On Conversations


“No one really listens to anyone else, and if you try it for a while you’ll see why.”

– Mignon McLaughlin

Conversations: Expertise


Europa
When someone says that some opinions are more relevant than others, could that essentially exclusivist thought to be intellectual elitism?

Helena
That depends, what do they mean by more relevant exactly?

Europa
A more relevant opinion is one which has its base in reality, that is to say, holds more truth than another opinion. Now, I understand some might argue that this observation seems to render any doubt of more relevant opinions irrelevant, but isn’t there a danger of alienating a substantial number of people when expressing this exclusivist idea?

Helena
Yes there is, because that is the nature of exclusivist convictions. Now, this sounds bad, but consider the following: What does it mean to have a domain of expertise? – If we admit there are domains of specific knowledge, there are going to be people who express ideas that, say, make more sense than others within that particular domain.

Europa
Could you provide an example?

Helena
Consider a person who needs a wisdom tooth removed. Is this individual going to consult a dentist or oral surgeon, or should he take the advice of someone who suggested he should remove his own wisdom tooth using a brick and a piece of string?

Europa
So anyone with an expensive diploma will automatically make more sense than someone without one?

Helena
Absolutely not, remember the maxim we already discussed: a more relevant opinion is one which holds more truth than another opinion. In this example, the patient should not consider the alternative solution because it does not hold any truths. That is to say, in that particular opinion, there are no truths which realise a greater amount of human happiness and well-being in any way – not because it is uneducated.

Europa
If I follow your reasoning correctly, it is necessary to exclude some opinions (or at the very least ridicule them) in order to have domains of expertise which can further the cause of man – generate human happiness and well-being.

Helena
Quite so. And in this respect it is interesting to consider a question asked by Sam Harris, “Does the Taliban [or any religious fundamentalism for that matter] have a point of view on physics that is worth considering? No. How is their ignorance any less obvious on the subject of human well-being?”

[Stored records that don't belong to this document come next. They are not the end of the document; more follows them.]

use crate::merge::Fields;
use crate::scope::sink::Sink;
use serde::Deserialize;

/// What one tracking scope declares before it is merged with its parent.
///
/// `fields`/`event_fields` and the older `analytics`/`event_analytics` are
/// deprecated spellings of `payload`/`event_payload`. They are folded into the
/// current names by [`Contribution::normalize`].
#[derive(Debug, Clone, Default, PartialEq, Deserialize)]
#[serde(rename_all = "camelCase")]
pub struct Contribution {
	/// Default payload applied to every event at or below this scope.
	pub payload: Option<Fields>,

	/// Per-event payload, keyed by event name.
	pub event_payload: Option<Fields>,

	/// Deprecated alias of `payload`.
	pub fields: Option<Fields>,

	/// Deprecated alias of `event_payload`.
	pub event_fields: Option<Fields>,

	/// Deprecated alias of `fields`, from before payloads were renamed.
	pub analytics: Option<Fields>,

	/// Deprecated alias of `event_fields`.
	pub event_analytics: Option<Fields>,

	/// Default trigger options.
	pub options: Option<Fields>,

	/// Per-event options, keyed by event name.
	pub event_options: Option<Fields>,

	/// Event name used when a trigger call does not name one.
	pub event: Option<String>,

	/// Replace inherited tables instead of merging into them.
	#[serde(default)]
	pub overwrite: bool,

	/// Terminal action for events fired at or below this scope.
	#[serde(skip)]
	pub sink: Option<Sink>,
}

/// A contribution with deprecated aliases resolved.
#[derive(Debug, Clone, Default, PartialEq)]
pub struct NormalizedContribution {
	pub payload: Option<Fields>,
	pub event_payload: Option<Fields>,
	pub options: Option<Fields>,
	pub event_options: Option<Fields>,
	pub event: Option<String>,
	pub overwrite: bool,
	pub sink: Option<Sink>,
}

impl Contribution {
	pub fn new() -> Self {
		Self::default()
	}

	pub fn with_payload(mut self, payload: Fields) -> Self {
		self.payload = Some(payload);
		self
	}

	pub fn with_event_payload(mut self, event_payload: Fields) -> Self {
		self.event_payload = Some(event_payload);
		self
	}

	pub fn with_options(mut self, options: Fields) -> Self {
		self.options = Some(options);
		self
	}

	pub fn with_event_options(mut self, event_options: Fields) -> Self {
		self.event_options = Some(event_options);
		self
	}

	pub fn with_event(mut self, event: impl Into<String>) -> Self {
		self.event = Some(event.into());
		self
	}

	pub fn with_overwrite(mut self, overwrite: bool) -> Self {
		self.overwrite = overwrite;
		self
	}

	pub fn with_sink(mut self, sink: Sink) -> Self {
		self.sink = Some(sink);
		self
	}

	/// Fold deprecated names into the current ones.
	///
	/// A current name wins whenever it is present, even if it is empty; an
	/// alias is only consulted when every newer name is absent.
	pub fn normalize(self) -> NormalizedContribution {
		NormalizedContribution {
			payload: self.payload.or(self.fields).or(self.analytics),
			event_payload: self
				.event_payload
				.or(self.event_fields)
				.or(self.event_analytics),
			options: self.options,
			event_options: self.event_options,
			event: self.event.filter(|event| !event.is_empty()),
			overwrite: self.overwrite,
			sink: self.sink,
		}
	}
}

impl From<Contribution> for NormalizedContribution {
	fn from(contribution: Contribution) -> Self {
		contribution.normalize()
	}
}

See other: Philosophical Conversations

Conversations: Art


Galene
Dear Lysandra, do you think there are things “we are aware of” about both ourselves and the outside world that are ‘unexpressable’ in terms of words or anything similarly conventional?

Lysandra
I think there are. It seems probable that these unexpressable things may only be expressed (or perhaps merely approximated) by something unconventional – something out of the ordinary, unique even.

Galene
Perhaps these things can be rightly called Art?

Lysandra
Quite, with this in mind I prefer Heidegger’s view “Art is the happening of truth”. That is to say, Art can establish that which is implicit; it is the disclosure of intelligibility in time.

See other: Philosophical Conversations

Conversations: Memory


Lysandra
Our memories will always have a problematic relationship with everything that is true.

Helena
I find it hard to believe anything I do not recall vividly. Now, something I do not remember may well be true, but I must say it rarely convinces me. For instance, it seems I have been here forever; I do not remember not existing.